ReZise

Print Sizing Basics

What matters most: pixels, not "inches"

An image file doesn't truly "have" inches. It has pixels (like 4000x6000). "Inches" only appear when you combine pixels with a DPI number:

Print size (inches) = pixels / DPI

So the same file can "claim" very different sizes depending on the DPI tag:

  • 4000 px at 72 DPI -> ~55.6 inches
  • 4000 px at 300 DPI -> ~13.3 inches

That's why people get confused. The DPI value can be changed without changing the real detail. Pixels are the truth.

What is DPI and why does 300 DPI matter?

DPI = dots per inch. It's how densely a printer places ink.

Common rules of thumb:

  • 300 DPI: crisp, professional prints (best for Etsy downloads)
  • 240 DPI: usually still good for most wall art
  • 150-200 DPI: can look fine at a distance, but softer up close
  • <150 DPI: typically looks blurry for print buyers

We show everything "at 300 DPI" because that's the standard buyers expect.

Quick "can my image print big enough?" test

If you know your pixel dimensions, you can estimate the max sharp print size:

Max inches at 300 DPI

  • width inches = width pixels / 300
  • height inches = height pixels / 300

Example:

3744x5616 px

  • 3744/300 = 12.48 in
  • 5616/300 = 18.72 in

So it's realistically sharp up to about 12.5x18.7 inches at 300 DPI.

Two different things people mix up: ratio vs size

1) Ratios (2:3, 3:4, 4:5, 5:7, 11:14)

A ratio describes the shape of the image.

It does not guarantee a print size.

If you export a 2:3 ratio file, it can print at many sizes that share that shape (4x6, 8x12, 12x18, etc.) depending on the pixels available.

Our approach (ratios):

  • Crops to the selected ratio
  • Exports at the largest possible pixel dimensions
  • Never upscales by default
  • Tags the file at 300 DPI

This gives the highest quality file your upload can support.

2) ISO (A-series: A5, A4, A3, A2, A1)

A-sizes are real paper sizes with a fixed proportion (sqrt(2)). They are used by printers worldwide.

At 300 DPI, the pixel targets are:

SizePixels at 300 DPI
A51748x2480
A42480x3508
A33508x4961
A24961x7016
A17016x9933

Our approach (ISO):

  • Finds the largest A size your image can support at 300 DPI (based on pixels)
  • Exports that as the ISO "master"
  • Smaller A sizes are automatically covered (because they're smaller)
  • If you want larger sizes than your pixels allow, you can optionally enhance (upscale) - but that's always a quality tradeoff.
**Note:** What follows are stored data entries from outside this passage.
impl Logger {
    #[must_use]
    pub fn new() -> Self {
        let builder = LoggerBuilder::new();
        Self::configured(
            builder.time_format,
            builder.duration_fn,
            builder.capture_location,
            builder.completion_timeout,
            builder.exit_hook,
            builder.pool_capacity,
        )
    }

    fn configured(
        time_format: TimestampFormat,
        duration_fn: DurationFormatFn,
        capture_location: bool,
        completion_timeout: Option<Duration>,
        exit_hook: ExitHook,
        pool_capacity: usize,
    ) -> Self {
        Self {
            routes: RoutingTable::new(),
            field_pool: Pool::new(pool_capacity),
            entry_pool: Pool::new(pool_capacity),
            trace_pool: Pool::new(pool_capacity),
            duration_fn: RwLock::new(duration_fn),
            time_format: RwLock::new(time_format),
            capture_location,
            completion_timeout,
            exit_hook,
            metrics: LoggerMetrics::new(),
        }
    }

    /// Start `handler` and route the given levels to it.
    ///
    /// `Handler::run` is called exactly once. Registering while other threads
    /// log is allowed; entries already in flight keep the route list they
    /// started with.
    pub fn register_handler<H: Handler>(&self, mut handler: H, levels: &[LogLevel]) -> Result<()> {
        let sender = handler.run(self)?;
        self.routes.register(&sender, levels);
        Ok(())
    }

    /// Number of handlers an entry at `level` is delivered to
    pub fn handler_count(&self, level: LogLevel) -> usize {
        self.routes.handler_count(level)
    }

    /// Replace the function used to render trace durations.
    pub fn register_duration_func<F>(&self, format: F)
    where
        F: Fn(Duration) -> String + Send + Sync + 'static,
    {
        *self.duration_fn.write() = Arc::new(format);
    }

    /// Set the format of the `start`/`end` fields attached to traces.
    pub fn set_time_format(&self, format: TimestampFormat) {
        *self.time_format.write() = format;
    }

    pub fn time_format(&self) -> TimestampFormat {
        self.time_format.read().clone()
    }

    pub fn metrics(&self) -> &LoggerMetrics {
        &self.metrics
    }

    pub fn pool_stats(&self) -> PoolStats {
        PoolStats {
            idle_fields: self.field_pool.idle(),
            idle_entries: self.entry_pool.idle(),
            idle_traces: self.trace_pool.idle(),
            entry_hits: self.entry_pool.hits(),
            entry_misses: self.entry_pool.misses(),
        }
    }

    /// A field taken from the field pool.
    pub fn field(&self, key: &str, value: impl Into<FieldValue>) -> Field {
        let mut field = self.field_pool.get();
        field.key.push_str(key);
        field.value = value.into();
        field
    }

    /// A pooled entry for callers that build entries by hand and pass them
    /// to [`handle_entry`](Self::handle_entry).
    #[track_caller]
    pub fn new_entry(&self, level: LogLevel, message: impl fmt::Display) -> Entry {
        let mut entry = self.entry_pool.get();
        self.fill_entry(&mut entry, level, message);
        entry
    }

    #[track_caller]
    pub(crate) fn fill_entry(&self, entry: &mut Entry, level: LogLevel, message: impl fmt::Display) {
        entry.level = level;
        entry.timestamp = Utc::now();
        if self.capture_location {
            let caller = Location::caller();
            entry.file = caller.file();
            entry.line = caller.line();
        }

        let buf = entry.message_mut();
        buf.clear();
        if write!(buf, "{}", message).is_err() {
            buf.push_str(BAD_MESSAGE);
        }
    }

    /// Deliver `entry` to every handler registered for its level, wait for
    /// all of them to finish with it, then recycle it.
    ///
    /// With no handler on the level the entry is dropped and recycled at once.
    /// Sends block while a handler's channel is full.
    pub fn handle_entry(&self, entry: Entry) {
        let channels = self.routes.channels(entry.level);
        if channels.is_empty() {
            self.metrics.record_unrouted();
            self.reclaim(entry);
            return;
        }

        let deadline = self.completion_timeout.map(|timeout| Instant::now() + timeout);
        let mut delivered_all = true;

        entry.completion().arm(channels.len());
        for channel in channels.iter() {
            // A copy that comes back undelivered is dropped here, which
            // counts as its completion.
            let copy = entry.copy_for_handler();
            match deadline {
                None => {
                    let _ = channel.send(copy);
                }
                Some(deadline) => {
                    if let Err(SendTimeoutError::Timeout(_)) = channel.send_deadline(copy, deadline) {
                        delivered_all = false;
                    }
                }
            }
        }

        let completed = match deadline {
            None => {
                entry.completion().wait();
                true
            }
            Some(deadline) => entry
                .completion()
                .wait_timeout(deadline.saturating_duration_since(Instant::now())),
        };

        if completed && delivered_all {
            self.metrics.record_dispatched(channels.len());
        } else {
            self.report_stall(&entry);
        }

        if completed {
            self.reclaim(entry);
        }
        // Otherwise the stalled handlers still share the body; it is freed
        // when the last of them lets go.
    }

    fn report_stall(&self, entry: &Entry) {
        let stalled = self.metrics.record_stalled();
        if stalled == 0 || (stalled + 1) % 1000 == 0 {
            eprintln!(
                "[LOGGER WARNING] {} (stalled dispatches so far: {}).",
                LoggerError::handler_stalled(entry.level, entry.completion().pending()),
                stalled + 1
            );
        }
    }

    /// Return the entry's fields and the entry itself to their pools.
    pub(crate) fn reclaim(&self, mut entry: Entry) {
        match entry.unique_body() {
            Some(body) => {
                for field in body.fields.drain(..) {
                    self.field_pool.put(field);
                }
            }
            None => return,
        }
        self.entry_pool.put(entry);
    }

    pub(crate) fn trace_pool(&self) -> &Pool<TraceEntry> {
        &self.trace_pool
    }

    pub(crate) fn format_time(&self, datetime: &DateTime<Utc>) -> String {
        self.time_format.read().format(datetime)
    }

    pub(crate) fn format_duration(&self, elapsed: Duration) -> String {
        (self.duration_fn.read())(elapsed)
    }

    pub(crate) fn exit(&self, code: i32) {
        (self.exit_hook)(code);
    }

    #[track_caller]
    pub fn log(&self, level: LogLevel, message: impl fmt::Display) {
        let entry = self.new_entry(level, message);
        self.handle_entry(entry);
    }

    #[inline]
    #[track_caller]
    pub fn debug(&self, message: impl fmt::Display) {
        self.log(LogLevel::Debug, message);
    }

    #[inline]
    #[track_caller]
    pub fn info(&self, message: impl fmt::Display) {
        self.log(LogLevel::Info, message);
    }

    #[inline]
    #[track_caller]
    pub fn notice(&self, message: impl fmt::Display) {
        self.log(LogLevel::Notice, message);
    }

    #[inline]
    #[track_caller]
    pub fn warn(&self, message: impl fmt::Display) {
        self.log(LogLevel::Warn, message);
    }

    #[inline]
    #[track_caller]
    pub fn error(&self, message: impl fmt::Display) {
        self.log(LogLevel::Error, message);
    }

    #[inline]
    #[track_caller]
    pub fn alert(&self, message: impl fmt::Display) {
        self.log(LogLevel::Alert, message);
    }

    /// Log at Fatal level, then terminate the process with status 1.
    ///
    /// Termination happens only after every handler has released the entry.
    /// The default exit hook is `std::process::exit`; this method returns only
    /// when a custom [`LoggerBuilder::exit_hook`] does.
    #[track_caller]
    pub fn fatal(&self, message: impl fmt::Display) {
        self.log(LogLevel::Fatal, message);
        self.exit(1);
    }

    /// Log at Error level, then unwind with a [`PanicSignal`] carrying the
    /// message.
    #[track_caller]
    pub fn panic(&self, message: impl fmt::Display) -> ! {
        let message = message.to_string();
        self.log(LogLevel::Error, &message);
        std::panic::panic_any(PanicSignal { message })
    }

    /// Start timing an operation. The Trace entry is emitted when the
    /// returned handle ends.
    #[track_caller]
    pub fn trace(&self, message: impl fmt::Display) -> Trace<'_> {
        let entry = self.new_entry(LogLevel::Trace, message);
        Trace::start(self, entry)
    }

    /// Bind fields to the next level call.
    ///
    /// ```
    /// # use rust_log_router::Logger;
    /// let logger = Logger::new();
    /// logger
    ///     .with_fields([logger.field("user", "ada")])
    ///     .field("attempt", 3)
    ///     .warn("login failed");
    /// ```
    pub fn with_fields<I>(&self, fields: I) -> FieldLogger<'_>
    where
        I: IntoIterator<Item = Field>,
    {
        let mut entry = self.entry_pool.get();
        for field in fields {
            entry.push_field(field);
        }
        FieldLogger::new(self, entry)
    }

    #[must_use]
    pub fn builder() -> LoggerBuilder {
        LoggerBuilder::new()
    }
}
Common marketplace print sizes & how they map to ratios

These are the most common "digital download" shapes buyers expect.

RatioCommon prints
2:34x6, 8x12, 12x18, 16x24, 20x30
3:46x8, 9x12, 12x16, 15x20
4:58x10, 12x15, 16x20
5:75x7, 10x14
11:1411x14 (and close variants if scaled)

Important: A "2:3 file" isn't automatically print-ready for 20x30 - it depends on whether the file has enough pixels.

Why cropping affects print size

Cropping changes how many pixels remain.

If you zoom in a lot, you're using a smaller portion of the original image. That means fewer pixels -> smaller maximum print size at 300 DPI.

We keep you informed by showing:

  • export pixels
  • max print size @300 DPI
  • warnings when a selected format is too large for the available pixels

What "Enhanced (Upscaled)" means

Upscaling means generating extra pixels to hit larger print sizes.

It can help sellers offer "full bundles," but it cannot create true detail that wasn't there. Results vary:

  • often fine at normal viewing distance
  • softer up close, especially for faces and fine text

We keep this optional and clearly labelled to prevent surprises.

Practical advice for sellers

  • Start with the highest-resolution file you can.
  • Use ratio exports for flexible size bundles.
  • Use ISO for A-series print buyers.
  • If your original is small, you can still sell smaller sizes confidently.
  • Only enhance for larger sizes if you're comfortable with the tradeoff.